▶ _WHAT TO WORK ON_
Your answer should hold each line of the material that contains the word "from".

▶ _GIVEN DATA_
........
//! HealthSimulation - Drives every tracked crew member through time

mod tick;

pub use tick::{advance_crew, CrewTick, TickResult};

use crate::config::HealthSettings;
use crate::effect::HealthEffect;
use crate::factor::{CrewContext, FactorRegistry};
use crate::resource::ResourceProvider;
use crate::roster::Roster;
use crate::types::{CrewId, EvaluationMode, RosterStatus};
use crate::vessel::Vessel;
use tracing::{debug, info};

/// Owns the roster and the vessels they fly in
#[derive(Debug, Clone)]
pub struct HealthSimulation {
    pub settings: HealthSettings,
    pub factors: FactorRegistry,
    pub roster: Roster,
    vessels: Vec<Vessel>,
    last_time: Option<f64>,
}

impl HealthSimulation {
    pub fn new(settings: HealthSettings) -> Self {
        HealthSimulation {
            settings,
            factors: FactorRegistry::with_defaults(),
            roster: Roster::new(),
            vessels: Vec::new(),
            last_time: None,
        }
    }

    pub fn with_roster(mut self, roster: Roster) -> Self {
        self.roster = roster;
        self
    }

    /// Add a vessel, replacing any with the same id
    pub fn add_vessel(&mut self, vessel: Vessel) {
        match self.vessels.iter_mut().find(|v| v.id == vessel.id) {
            Some(existing) => *existing = vessel,
            None => self.vessels.push(vessel),
        }
    }

    pub fn remove_vessel(&mut self, id: u32) -> Option<Vessel> {
        let index = self.vessels.iter().position(|v| v.id == id)?;
        Some(self.vessels.remove(index))
    }

    pub fn vessel(&self, id: u32) -> Option<&Vessel> {
        self.vessels.iter().find(|v| v.id == id)
    }

    pub fn vessel_mut(&mut self, id: u32) -> Option<&mut Vessel> {
        self.vessels.iter_mut().find(|v| v.id == id)
    }

    pub fn vessels(&self) -> &[Vessel] {
        &self.vessels
    }

    /// The vessel a crew member is aboard
    pub fn vessel_of(&self, crew: &CrewId) -> Option<&Vessel> {
        self.vessels.iter().find(|v| v.contains(crew))
    }

    pub fn last_time(&self) -> Option<f64> {
        self.last_time
    }

    /// Health effect on a crew member where they are now
    pub fn effect_for(&self, crew: &CrewId) -> HealthEffect {
        match self.vessel_of(crew) {
            Some(vessel) => {
                let part = vessel.part_of(crew).map(|p| p.id);
                HealthEffect::for_crew(vessel, part, EvaluationMode::Live)
            }
            None => HealthEffect::at_home(&self.settings),
        }
    }

    /// Advance the simulation to universal time `now`
    ///
    /// Crew health runs under the module states left by the previous tick;
    /// resource draws happen afterwards and only gate modules from the next
    /// tick on. The first call just records the starting time.
    pub fn tick(&mut self, now: f64, provider: &mut impl ResourceProvider) -> TickResult {
        let Some(last) = self.last_time else {
            self.last_time = Some(now);
            if self.settings.general.mod_enabled {
                self.update_modules(now, provider);
            }
            return TickResult {
                now,
                ..Default::default()
            };
        };
        if now <= last {
            return TickResult {
                now,
                ..Default::default()
            };
        }

        let mut result = TickResult {
            now,
            days: (now - last) / self.settings.general.day_length,
            ..Default::default()
        };
        if self.settings.general.mod_enabled {
            self.sync_statuses();
            let HealthSimulation {
                settings,
                factors,
                roster,
                vessels,
                ..
            } = self;
            for crew in roster.iter_mut() {
                if matches!(crew.status, RosterStatus::Dead | RosterStatus::Missing) {
                    continue;
                }
                let vessel = vessels.iter().find(|v| v.contains(&crew.id));
                let effect = match vessel {
                    Some(vessel) => {
                        let part = vessel.part_of(&crew.id).map(|p| p.id);
                        HealthEffect::for_crew(vessel, part, EvaluationMode::Live)
                    }
                    None => HealthEffect::at_home(settings),
                };
                let ctx = CrewContext::live(vessel);
                result
                    .crew
                    .push(advance_crew(crew, &ctx, &effect, factors, settings, last, now));
            }
            result.starving_modules = self.update_modules(now, provider);
        }

        self.last_time = Some(now);
        debug!("Tick to {:.0}: {:.3} days for {} crew.", now, result.days, result.crew.len());
        result
    }

    /// Keep roster statuses in line with who sits in which vessel
    ///
    /// Boarding a vessel ends training at the home base.
    fn sync_statuses(&mut self) {
        let HealthSimulation { roster, vessels, .. } = self;
        for crew in roster.iter_mut() {
            let aboard = vessels.iter().any(|v| v.contains(&crew.id));
            let status = match (crew.status, aboard) {
                (RosterStatus::Available, true) => RosterStatus::Assigned,
                (RosterStatus::Assigned, false) => RosterStatus::Available,
                (status, _) => status,
            };
            if status != crew.status {
                debug!("{} is now {:?}.", crew.name, status);
                crew.status = status;
                crew.set_dirty();
            }
            if crew.status == RosterStatus::Assigned && crew.training_vessel.is_some() {
                info!("{} boarded a vessel and stopped training.", crew.name);
                crew.stop_training();
            }
        }
    }

    /// Let every module draw its resource for the elapsed time
    fn update_modules(&mut self, now: f64, provider: &mut impl ResourceProvider) -> Vec<u32> {
        let ratio = self.settings.resources.starvation_ratio;
        let mut starving = Vec::new();
        for vessel in &mut self.vessels {
            let vessel_crew = vessel.crew_count();
            for part in &mut vessel.parts {
                let part_crew = part.crew.len();
                for module in &mut part.modules {
                    let affected = module.affected_crew(part_crew, vessel_crew);
                    module.fixed_update(now, affected, provider, ratio);
                    if module.starving {
                        starving.push(module.id);
                    }
                }
            }
        }
        starving
    }
}

#[cfg(test)]
mod tests {
    use super::*;
    use crate::crew::CrewHealthState;
    use crate::module::{HealthModule, ModuleConfiguration};
    use crate::resource::ResourcePool;
    use crate::types::ConditionKind;
    use crate::vessel::{CelestialBody, Part};
    use std::sync::Arc;

    fn settings() -> HealthSettings {
        let mut settings = HealthSettings::default();
        settings.general.day_length = 100.0;
        settings
    }

    fn hire(sim: &mut HealthSimulation, id: &str) {
        let state = CrewHealthState::new(id.into(), id, 0, &sim.settings);
        sim.roster.hire(state).unwrap();
    }

    #[test]
    fn test_first_tick_only_records_time() {
        let mut sim = HealthSimulation::new(settings());
        hire(&mut sim, "Jeb");
        let result = sim.tick(50.0, &mut ResourcePool::new());
        assert!(result.crew.is_empty());
        assert_eq!(sim.last_time(), Some(50.0));
    }

    #[test]
    fn test_lonely_pilot_loses_hp() {
        let mut sim = HealthSimulation::new(settings());
        hire(&mut sim, "Val");
        sim.add_vessel(
            Vessel::new(1, "Probe")
                .at(CelestialBody::foreign("Mun", 5000.0), 30000.0)
                .with_part(Part::new(1, "pod").with_crew("Val")),
        );
        let mut pool = ResourcePool::new();
        sim.tick(0.0, &mut pool);
        let result = sim.tick(200.0, &mut pool);

        assert!((result.days - 2.0).abs() < f64::EPSILON);
        let val = sim.roster.get(&"Val".into()).unwrap();
        assert_eq!(val.status, RosterStatus::Assigned);
        assert!((val.hp() - 100.0 - 2.0 * sim.settings.factors.loneliness).abs() < 1e-9);
    }

    #[test]
    fn test_crew_at_home_recuperates() {
        let mut sim = HealthSimulation::new(settings());
        hire(&mut sim, "Bob");
        sim.roster.get_mut(&"Bob".into()).unwrap().set_hp(50.0);
        let mut pool = ResourcePool::new();
        sim.tick(0.0, &mut pool);
        sim.tick(1000.0, &mut pool);

        let bob = sim.roster.get(&"Bob".into()).unwrap();
        let expected = 100.0 - 50.0 * (-0.1f64 * 10.0).exp();
        assert!((bob.hp() - expected).abs() < 1e-9);
    }

    #[test]
    fn test_boarding_stops_training() {
        let mut sim = HealthSimulation::new(settings());
        hire(&mut sim, "Bill");
        let config = Arc::new(ModuleConfiguration {
            recuperation: 1.0,
            resource_consumption: 1.0,
            ..Default::default()
        });
        let vessel = Vessel::new(1, "Station")
            .with_part(Part::new(1, "hab").with_module(HealthModule::new(9, config).with_complexity(1.0)));
        sim.roster
            .start_training(&"Bill".into(), &vessel, 0.0, &sim.settings)
            .unwrap();
        sim.add_vessel(vessel);
        let mut pool = ResourcePool::new();
        sim.tick(0.0, &mut pool);
        sim.tick(100.0, &mut pool);
        let bill = sim.roster.get(&"Bill".into()).unwrap();
        assert!((bill.training_level(9) - 0.1).abs() < 1e-9);

        sim.vessel_mut(1).unwrap().parts[0].crew.push("Bill".into());
        sim.tick(200.0, &mut pool);
        let bill = sim.roster.get(&"Bill".into()).unwrap();
        assert!(!bill.has_condition(ConditionKind::Training));
        assert!((bill.training_level(9) - 0.1).abs() < 1e-9);
    }

    #[test]
    fn test_starvation_lags_one_tick() {
        let mut sim = HealthSimulation::new(settings());
        hire(&mut sim, "Jeb");
        hire(&mut sim, "Bill");
        let med_bay = Arc::new(ModuleConfiguration {
            hp_change_per_day: 1.0,
            resource_consumption: 1.0,
            ..Default::default()
        });
        sim.add_vessel(
            Vessel::new(1, "Station")
                .at(CelestialBody::foreign("Minmus", 4000.0), 50000.0)
                .with_part(
                    Part::new(1, "hab")
                        .with_crew("Jeb")
                        .with_crew("Bill")
                        .with_module(HealthModule::new(3, med_bay)),
                ),
        );
        // Enough power for the first 100 seconds only
        let mut pool = ResourcePool::new().with("ElectricCharge", 100.0);
        sim.tick(0.0, &mut pool);
        sim.tick(100.0, &mut pool);
        let result = sim.tick(200.0, &mut pool);
        // Powered during the second tick, the draw that failed only counts from the next one
        assert!((sim.roster.get(&"Jeb".into()).unwrap().hp() - 100.0).abs() < 1e-9);
        assert_eq!(result.starving_modules, vec![3]);

        sim.roster.get_mut(&"Jeb".into()).unwrap().set_hp(50.0);
        sim.tick(300.0, &mut pool);
        assert!((sim.roster.get(&"Jeb".into()).unwrap().hp() - 50.0).abs() < 1e-9);
    }

    #[test]
    fn test_disabled_simulation_leaves_hp() {
        let mut settings = settings();
        settings.general.mod_enabled = false;
        let mut sim = HealthSimulation::new(settings);
        hire(&mut sim, "Bob");
        sim.roster.get_mut(&"Bob".into()).unwrap().set_hp(40.0);
        let mut pool = ResourcePool::new();
        sim.tick(0.0, &mut pool);
        sim.tick(1000.0, &mut pool);
        assert!((sim.roster.get(&"Bob".into()).unwrap().hp() - 40.0).abs() < f64::EPSILON);
        assert_eq!(sim.last_time(), Some(1000.0));
    }

    #[test]
    fn test_disabled_simulation_draws_no_resource() {
        let mut settings = settings();
        settings.general.mod_enabled = false;
        let mut sim = HealthSimulation::new(settings);
        let lamp = Arc::new(ModuleConfiguration {
            recuperation: 1.0,
            resource_consumption: 1.0,
            ..Default::default()
        });
        sim.add_vessel(
            Vessel::new(1, "Station").with_part(Part::new(1, "hab").with_module(HealthModule::new(4, lamp))),
        );
        let mut pool = ResourcePool::new().with("ElectricCharge", 50.0);
        sim.tick(0.0, &mut pool);
        let result = sim.tick(500.0, &mut pool);

        assert!(result.starving_modules.is_empty());
        assert!((pool.amount("ElectricCharge") - 50.0).abs() < f64::EPSILON);
        assert!(!sim.vessel(1).unwrap().parts[0].modules[0].starving);
    }
}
........
▶ _OUTPUT_
    /// resource draws happen afterwards and only gate modules from the next
        // Powered during the second tick, the draw that failed only counts from the next one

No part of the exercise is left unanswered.